Chief Justice of the Supreme Court of Texas
- In office November 29, 1982 – January 4, 1985
- Preceded by: Joe R. Greenhill
- Succeeded by: John Hill

Justice of the Supreme Court of Texas
- In office January 4, 1965 – November 29, 1982
- Preceded by: Frank P. Culver Jr.
- Succeeded by: Ted Z. Robertson

4th Court of Civil Appeals, Justice
- In office September 12, 1951 – 1964

94th District Court, District Judge
- In office December 16, 1946 – 1951

Personal details
- Born: Andrew Jackson Pope Jr. April 18, 1913 Abilene, Texas, U.S.
- Died: February 25, 2017 (aged 103) Austin, Texas, U.S.
- Resting place: Texas State Cemetery
- Party: Democratic
- Spouse: Allene Nichols ​ ​(m. 1938; died 2004)​
- Children: 2
- Alma mater: Abilene Christian University (BA) University of Texas at Austin (LLB)
- Profession: Lawyer

Military service
- Allegiance: United States
- Branch/service: United States Navy United States Naval Reserve
- Years of service: 1944–1946
- Battles/wars: World War II

= Jack Pope =

American judge (1913–2017)

Andrew Jackson Pope Jr., known as Jack Pope (April 18, 1913 - February 25, 2017), was an American judge, attorney, author and legal scholar who served as chief justice of the Supreme Court of Texas.

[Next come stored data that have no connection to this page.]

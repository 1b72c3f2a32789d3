pub mod anomaly;
pub mod distribution;
pub mod threshold;
pub mod time_pattern;

use rayon::prelude::*;
use serde::Serialize;

use crate::config::{Config, ThresholdConfig};
use crate::error::AnalysisError;
use crate::ingest::Dataset;
use crate::stats::{summarize, DescriptiveStats};
use crate::types::{AnomalyRecord, MetricId, MetricSeries, Severity};

use anomaly::{classify, AnomalySummary};
use distribution::{DistributionAnalyzer, DistributionReport};
use threshold::{derive_thresholds_with, ThresholdMethod, ThresholdSpec};
use time_pattern::{analyze_time_patterns, TimePatterns};

/// Everything computed for one metric
#[derive(Debug, Clone, Serialize)]
pub struct MetricAnalysis {
    pub metric: MetricId,
    pub stats: DescriptiveStats,
    pub distribution: DistributionReport,
    pub time_patterns: TimePatterns,
    pub thresholds: ThresholdSpec,
    pub summary: AnomalySummary,
    /// One record per sample, in series order
    #[serde(skip)]
    pub records: Vec<AnomalyRecord>,
}

impl MetricAnalysis {
    /// Records classified above normal
    pub fn flagged(&self) -> impl Iterator<Item = &AnomalyRecord> {
        self.records.iter().filter(|r| r.severity > Severity::Normal)
    }
}

/// A metric that could not be analyzed, kept so the report can say why
#[derive(Debug, Clone, Serialize)]
pub struct MetricFailure {
    pub metric: MetricId,
    pub error: String,
}

#[derive(Debug, Clone, Serialize)]
pub struct Analysis {
    pub method: ThresholdMethod,
    pub metrics: Vec<MetricAnalysis>,
    pub failures: Vec<MetricFailure>,
}

impl Analysis {
    pub fn get(&self, metric: MetricId) -> Option<&MetricAnalysis> {
        self.metrics.iter().find(|m| m.metric == metric)
    }
}

/// Runs statistics, distribution, time pattern, threshold and
/// classification steps for each metric of a dataset.
#[derive(Debug, Clone)]
pub struct Pipeline {
    method: ThresholdMethod,
    thresholds: ThresholdConfig,
    distribution: DistributionAnalyzer,
}

impl Pipeline {
    pub fn new(config: &Config) -> Result<Self, AnalysisError> {
        let method = config.thresholds.method();
        method.validate()?;
        Ok(Self {
            method,
            thresholds: config.thresholds.clone(),
            distribution: DistributionAnalyzer::new(&config.analyzer),
        })
    }

    pub fn method(&self) -> ThresholdMethod {
        self.method
    }

    pub fn analyze_metric(&self, series: &MetricSeries) -> Result<MetricAnalysis, AnalysisError> {
        let metric = series.metric();
        let stats = summarize(series)?;
        let distribution = self.distribution.analyze(series)?;
        let time_patterns = analyze_time_patterns(series);

        let comparator = self.thresholds.comparator_for(metric);
        let thresholds = derive_thresholds_with(series, &self.method, &stats, comparator)?;

        let records: Vec<AnomalyRecord> = classify(series, &thresholds).collect();
        let summary = AnomalySummary::from_records(metric, records.iter().copied());

        tracing::debug!(
            metric = %metric,
            samples = summary.total,
            warnings = summary.warning_count,
            critical = summary.critical_count,
            "Classified samples"
        );

        Ok(MetricAnalysis {
            metric,
            stats,
            distribution,
            time_patterns,
            thresholds,
            summary,
            records,
        })
    }

    /// Analyze every metric in parallel. A failing metric is reported and
    /// skipped; it never aborts the others.
    pub fn run(&self, dataset: &Dataset) -> Analysis {
        let results: Vec<(MetricId, Result<MetricAnalysis, AnalysisError>)> = dataset
            .series()
            .par_iter()
            .map(|series| (series.metric(), self.analyze_metric(series)))
            .collect();

        let mut metrics = Vec::new();
        let mut failures = Vec::new();
        for (metric, result) in results {
            match result {
                Ok(analysis) => metrics.push(analysis),
                Err(e) => {
                    tracing::warn!(metric = %metric, error = %e, "Metric analysis failed");
                    failures.push(MetricFailure { metric, error: e.to_string() });
                }
            }
        }

        tracing::info!(
            method = %self.method.kind(),
            analyzed = metrics.len(),
            failed = failures.len(),
            "Analysis complete"
        );

        Analysis {
            method: self.method,
            metrics,
            failures,
        }
    }
}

Pope previously held the record for the longest sitting justice in Texas Supreme Court history before current Chief Justice Nathan Hecht surpassed him. Altogether, Pope served on the bench for 38 years, including the District Court, Court of Appeals, and Supreme Court. At the time of his 100th birthday, he was the oldest living former Chief Justice of any supreme court in the United States, as well as the longest living chief justice of any supreme court of any state in United States history.

== Early life ==
Pope was born in Abilene, Texas to Dr. Andrew Jackson Pope Sr., a physician, and Ruth Adelia Taylor, a native of Nebraska. He is a descendant of Andrew Jackson Berry, who fought at the Battle of San Jacinto in the Texas Revolution. After completing high school in Abilene in 1930, he earned a Bachelor of Arts degree from Abilene Christian College (now Abilene Christian University) in 1934, where he had served as Students' Association President. Pope then served as a student editor of the Texas Law Review at the University of Texas School of Law, graduating with a Bachelor of Laws degree and in 1937 was licensed by the bar. In 1938, he married Allene Nichols, an elementary school teacher and graduate of the University of Texas whom he met while attending law school; the couple had two sons.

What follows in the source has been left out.